By contrast, this paper suggests that it was their shared interest in rather opaque problem areas that brought scientists with seemingly incompatible starting assumptions together instead of driving them even further apart. Interestingly, cooperation was desired rather than rejected, and disagreements between two parties could be discussed productively. Whether such cooperation can ultimately be considered successful is a different question. In the case discussed in this paper, this must be answered in the negative. Thus, it cannot be said that the mechanistically oriented biosciences, such as behaviorism, followed a linear, successful path. Nor can it be claimed that they dominated the behavioral biosciences from the very beginning: there were other serious theoretical frameworks in biology in circulation alongside that approach.

This paper has drawn attention to the fact that the developments in interwar biology cannot be represented as monolithic: the historical documents tell a very different story.

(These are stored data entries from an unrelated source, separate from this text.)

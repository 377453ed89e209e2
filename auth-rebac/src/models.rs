use chrono::{DateTime, Utc};
use serde::{Deserialize, Serialize};
use std::collections::BTreeMap;
use std::fmt;
use uuid::Uuid;

use crate::error::{RebacError, Result};

/// Characters that delimit composite keys and must not appear in names.
const RESERVED_CHARS: [char; 3] = [':', '#', '@'];

/// Validates a bare name (entity type, entity id, relation or permission).
pub(crate) fn ensure_token(value: &str, field: &str) -> Result<()> {
    if value.is_empty() {
        return Err(RebacError::InvalidArgument(format!(
            "{field} must not be empty"
        )));
    }
    if value.contains(&RESERVED_CHARS[..]) || value.contains("->") {
        return Err(RebacError::InvalidArgument(format!(
            "{field} '{value}' contains reserved characters"
        )));
    }
    Ok(())
}

/// A parsed `type:id` reference to a concrete entity.
#[derive(Debug, Clone, PartialEq, Eq, Hash, Serialize, Deserialize)]
pub struct EntityRef {
    pub entity_type: String,
    pub entity_id: String,
}

impl EntityRef {
    pub fn new(entity_type: impl Into<String>, entity_id: impl Into<String>) -> Self {
        Self {
            entity_type: entity_type.into(),
            entity_id: entity_id.into(),
        }
    }

    /// Parses a `type:id` string. Both halves must be non-empty and free of
    /// reserved characters.
    pub fn parse(raw: &str) -> Result<Self> {
        let Some((entity_type, entity_id)) = raw.split_once(':') else {
            return Err(RebacError::InvalidArgument(format!(
                "'{raw}' is not a 'type:id' entity reference"
            )));
        };
        ensure_token(entity_type, "entity type")?;
        ensure_token(entity_id, "entity id")?;
        Ok(Self::new(entity_type, entity_id))
    }
}

impl fmt::Display for EntityRef {
    fn fmt(&self, f: &mut fmt::Formatter<'_>) -> fmt::Result {
        write!(f, "{}:{}", self.entity_type, self.entity_id)
    }
}

/// Splits a composite such as `document:1#read` into its entity reference and
/// optional `#` suffix. Legacy records use this encoding for both index sides.
pub fn parse_composite(raw: &str) -> Result<(EntityRef, Option<String>)> {
    match raw.split_once('#') {
        Some((base, suffix)) => {
            ensure_token(suffix, "composite suffix")?;
            Ok((EntityRef::parse(base)?, Some(suffix.to_string())))
        }
        None => Ok((EntityRef::parse(raw)?, None)),
    }
}

/// Canonical dedup key for a relation tuple: `subject#relation@resource`.
pub fn compute_relation_tuple(subject: &EntityRef, relation: &str, resource: &EntityRef) -> String {
    format!("{subject}#{relation}@{resource}")
}

/// One term of a permission declaration: either a bare relation name or a
/// `relation->permission` indirection through related entities.
#[derive(Debug, Clone, PartialEq, Eq)]
pub enum PermissionTerm {
    Relation(String),
    Arrow { relation: String, permission: String },
}

impl PermissionTerm {
    pub fn parse(raw: &str) -> Result<Self> {
        match raw.split_once("->") {
            Some((relation, permission)) => {
                if permission.contains("->") {
                    return Err(RebacError::InvalidArgument(format!(
                        "permission term '{raw}' chains more than one indirection"
                    )));
                }
                ensure_token(relation, "permission term relation")?;
                ensure_token(permission, "permission term target")?;
                Ok(Self::Arrow {
                    relation: relation.to_string(),
                    permission: permission.to_string(),
                })
            }
            None => {
                ensure_token(raw, "permission term")?;
                Ok(Self::Relation(raw.to_string()))
            }
        }
    }
}

/// Subject types allowed on any relation, regardless of registration.
pub const WILDCARD_SUBJECT: &str = "*";

/// Declared schema for one resource type: which subject types each relation
/// accepts, and which terms grant each permission.
#[derive(Debug, Clone, PartialEq, Serialize, Deserialize)]
pub struct ResourceDefinition {
    pub id: Uuid,
    /// Unique, immutable type name (e.g. `document`).
    pub name: String,
    /// Relation name to allowed subject type names (`*` allows any).
    pub relations: BTreeMap<String, Vec<String>>,
    /// Permission name to its granting terms.
    pub permissions: BTreeMap<String, Vec<String>>,
    /// Monotonically increasing schema version, gate for updates.
    pub version: u64,
    pub created_at: DateTime<Utc>,
    pub updated_at: DateTime<Utc>,
}

impl ResourceDefinition {
    pub fn from_request(request: ResourceDefinitionRequest) -> Self {
        let now = Utc::now();
        Self {
            id: Uuid::new_v4(),
            name: request.name,
            relations: request.relations,
            permissions: request.permissions,
            version: request.version,
            created_at: now,
            updated_at: now,
        }
    }

    /// Structural equality with a payload, ignoring generated fields.
    pub fn body_matches(&self, request: &ResourceDefinitionRequest) -> bool {
        self.name == request.name
            && self.relations == request.relations
            && self.permissions == request.permissions
    }

    /// Produces the successor revision, keeping identity and creation time.
    pub fn apply(&self, request: ResourceDefinitionRequest) -> Self {
        Self {
            id: self.id,
            name: self.name.clone(),
            relations: request.relations,
            permissions: request.permissions,
            version: request.version,
            created_at: self.created_at,
            updated_at: Utc::now(),
        }
    }
}

/// Caller-supplied definition payload. Identifiers and timestamps are
/// generated by the engine; a missing version means version zero.
#[derive(Debug, Clone, PartialEq, Serialize, Deserialize)]
pub struct ResourceDefinitionRequest {
    pub name: String,
    #[serde(default)]
    pub relations: BTreeMap<String, Vec<String>>,
    #[serde(default)]
    pub permissions: BTreeMap<String, Vec<String>>,
    #[serde(default)]
    pub version: u64,
}

impl ResourceDefinitionRequest {
    pub fn new(name: impl Into<String>) -> Self {
        Self {
            name: name.into(),
            relations: BTreeMap::new(),
            permissions: BTreeMap::new(),
            version: 0,
        }
    }

    pub fn relation(mut self, name: &str, allowed: &[&str]) -> Self {
        self.relations
            .insert(name.to_string(), allowed.iter().map(|s| s.to_string()).collect());
        self
    }

    pub fn permission(mut self, name: &str, terms: &[&str]) -> Self {
        self.permissions
            .insert(name.to_string(), terms.iter().map(|s| s.to_string()).collect());
        self
    }

    pub fn with_version(mut self, version: u64) -> Self {
        self.version = version;
        self
    }
}

/// One stored relation tuple: `subject` holds `relation` on `resource`.
///
/// The composite `subject`/`resource` strings are the canonical `type:id`
/// forms; the structured fields back typed filtering. `computed_tuple` is the
/// natural key used for idempotent writes.
#[derive(Debug, Clone, PartialEq, Serialize, Deserialize)]
pub struct Relationship {
    pub id: Uuid,
    pub subject: String,
    pub subject_type: String,
    pub subject_id: String,
    pub relation: String,
    pub resource: String,
    pub resource_type: String,
    pub resource_id: String,
    pub computed_tuple: String,
    pub created_at: DateTime<Utc>,
    pub updated_at: DateTime<Utc>,
}

impl Relationship {
    pub fn new(subject: &EntityRef, relation: &str, resource: &EntityRef) -> Self {
        let now = Utc::now();
        Self {
            id: Uuid::new_v4(),
            subject: subject.to_string(),
            subject_type: subject.entity_type.clone(),
            subject_id: subject.entity_id.clone(),
            relation: relation.to_string(),
            resource: resource.to_string(),
            resource_type: resource.entity_type.clone(),
            resource_id: resource.entity_id.clone(),
            computed_tuple: compute_relation_tuple(subject, relation, resource),
            created_at: now,
            updated_at: now,
        }
    }
}

/// One materialized reachability fact: the subject can exercise the grant
/// encoded in `entity` (`type:id#grant`). `subject` records where the grant
/// entered the graph (`type:id#relation`). Rows are pure derived state and
/// can always be rebuilt from relationships plus resource definitions.
#[derive(Debug, Clone, PartialEq, Serialize, Deserialize)]
pub struct ActorIndexEntry {
    pub id: Uuid,
    pub entity: String,
    pub entity_type: String,
    pub entity_id: String,
    pub subject: String,
    pub subject_type: String,
    pub subject_id: String,
    pub relation: String,
    pub created_at: DateTime<Utc>,
}

impl ActorIndexEntry {
    pub fn new(entity: &EntityRef, grant: &str, subject: &EntityRef, relation: &str) -> Self {
        Self {
            id: Uuid::new_v4(),
            entity: format!("{entity}#{grant}"),
            entity_type: entity.entity_type.clone(),
            entity_id: entity.entity_id.clone(),
            subject: format!("{subject}#{relation}"),
            subject_type: subject.entity_type.clone(),
            subject_id: subject.entity_id.clone(),
            relation: relation.to_string(),
            created_at: Utc::now(),
        }
    }

    /// A row carrying an existing subject onto another entity, produced when
    /// a grant propagates across a relation edge.
    pub fn carried(entity: &EntityRef, grant: &str, source: &ActorIndexEntry) -> Self {
        Self {
            id: Uuid::new_v4(),
            entity: format!("{entity}#{grant}"),
            entity_type: entity.entity_type.clone(),
            entity_id: entity.entity_id.clone(),
            subject: source.subject.clone(),
            subject_type: source.subject_type.clone(),
            subject_id: source.subject_id.clone(),
            relation: source.relation.clone(),
            created_at: Utc::now(),
        }
    }

    /// Natural key: one row per `(entity, subject)` pair.
    pub fn key(&self) -> (String, String) {
        (self.entity.clone(), self.subject.clone())
    }
}

/// One unit of pending index work: a relation tuple awaiting materialization.
#[derive(Debug, Clone, PartialEq, Serialize, Deserialize)]
pub struct RelationEntry {
    pub subject: String,
    pub relation: String,
    pub resource: String,
}

impl From<&Relationship> for RelationEntry {
    fn from(relationship: &Relationship) -> Self {
        Self {
            subject: relationship.subject.clone(),
            relation: relationship.relation.clone(),
            resource: relationship.resource.clone(),
        }
    }
}

/// Exact-match filter over stored relation tuples. Unset fields match
/// everything.
#[derive(Debug, Clone, Default, PartialEq, Serialize, Deserialize)]
pub struct RelationFilter {
    pub subject: Option<String>,
    pub subject_type: Option<String>,
    pub relation: Option<String>,
    pub resource: Option<String>,
    pub resource_type: Option<String>,
}

impl RelationFilter {
    pub fn for_subject(subject: &str) -> Self {
        Self {
            subject: Some(subject.to_string()),
            ..Self::default()
        }
    }

    pub fn for_resource(resource: &str) -> Self {
        Self {
            resource: Some(resource.to_string()),
            ..Self::default()
        }
    }

    pub fn for_resource_type(resource_type: &str) -> Self {
        Self {
            resource_type: Some(resource_type.to_string()),
            ..Self::default()
        }
    }

    pub fn matches(&self, relationship: &Relationship) -> bool {
        field_matches(&self.subject, &relationship.subject)
            && field_matches(&self.subject_type, &relationship.subject_type)
            && field_matches(&self.relation, &relationship.relation)
            && field_matches(&self.resource, &relationship.resource)
            && field_matches(&self.resource_type, &relationship.resource_type)
    }
}

/// Exact-match filter over actor index rows, for introspection and debugging.
#[derive(Debug, Clone, Default, PartialEq, Serialize, Deserialize)]
pub struct IndexFilter {
    pub entity: Option<String>,
    pub entity_type: Option<String>,
    pub entity_id: Option<String>,
    pub subject_type: Option<String>,
    pub subject_id: Option<String>,
    pub relation: Option<String>,
}

impl IndexFilter {
    pub fn matches(&self, entry: &ActorIndexEntry) -> bool {
        field_matches(&self.entity, &entry.entity)
            && field_matches(&self.entity_type, &entry.entity_type)
            && field_matches(&self.entity_id, &entry.entity_id)
            && field_matches(&self.subject_type, &entry.subject_type)
            && field_matches(&self.subject_id, &entry.subject_id)
            && field_matches(&self.relation, &entry.relation)
    }
}

fn field_matches(filter: &Option<String>, value: &str) -> bool {
    filter.as_deref().map_or(true, |wanted| wanted == value)
}

/// Sort order for relation listings.
#[derive(Debug, Clone, Copy, PartialEq, Eq, Serialize, Deserialize)]
#[serde(rename_all = "snake_case")]
pub enum RelationOrder {
    CreatedAsc,
    CreatedDesc,
}

/// How a definition write was settled by the version gate.
#[derive(Debug, Clone, Copy, PartialEq, Eq, Serialize, Deserialize)]
#[serde(rename_all = "lowercase")]
pub enum UpdateStatus {
    /// The payload was validated, persisted and reindexed.
    Processed,
    /// Same version, structurally identical payload; stored state untouched.
    Acknowledged,
    /// Stale version; the write was dropped.
    Ignored,
}

/// Indexing guarantee requested for a bulk relation write.
#[derive(Debug, Clone, Copy, PartialEq, Eq, Serialize, Deserialize)]
#[serde(rename_all = "lowercase")]
pub enum Consistency {
    /// The call returns only once every tuple is visible to permission checks.
    Strong,
    /// Tuples are durable on return; index rows follow asynchronously.
    Eventual,
}

/// Addresses a resource definition by name or by id.
#[derive(Debug, Clone, PartialEq, Eq)]
pub enum DefinitionSelector {
    Name(String),
    Id(Uuid),
}

impl fmt::Display for DefinitionSelector {
    fn fmt(&self, f: &mut fmt::Formatter<'_>) -> fmt::Result {
        match self {
            Self::Name(name) => write!(f, "name '{name}'"),
            Self::Id(id) => write!(f, "id '{id}'"),
        }
    }
}

/// Result of a definition write: the stored revision plus how the version
/// gate settled the request.
#[derive(Debug, Clone, PartialEq, Serialize, Deserialize)]
pub struct DefinitionOutcome {
    pub resource_definition: ResourceDefinition,
    pub status: UpdateStatus,
}

/// One page of relation tuples plus the total match count for the filter.
#[derive(Debug, Clone, PartialEq, Serialize, Deserialize)]
pub struct RelationsPage {
    pub relations: Vec<Relationship>,
    pub count: u64,
}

It should be recognized that this was a particularly heterogeneous period, an epistemic battlefield, where the search for “truth” involved researchers considering views that were incongruent with their own ideas, yet that they nevertheless took into account in order to find at least an approximate solution to certain problems. This period was also characterized by openness and exchange, far more than it might initially appear in retrospect (Leahey 1992). Further, this paper has shown that the debates on brain physiology and comparative psychology in the interwar period were both complicated and challenging. Indeed, a continuous debate on the nature of scientific evidence took place between and among analytical physiologists and interpretative psychologists. From the case presented in this paper, we can conclude that not only the interpretative or vitalist but also the behaviorist approaches harbored self-critical and self-reflective scientists within their ranks. The interwar period proved to be a turbulent time in the history of biology, one in which many uncertainties prevailed. Interwar biology was still in the process of clearing the haze. Above all, a commonly accepted theoretical framework was not available that could pave a clear path to guide researchers through these difficult times. Instead, theory was in a mode of intensive discourse – between diverse views and across borders. Finally, this analysis demonstrates that it is worthwhile and necessary to inquire further into the diverse theoretical and methodological stances in early twentieth-century neurological research. There are many other obscure connections between scientists that are yet to be illuminated.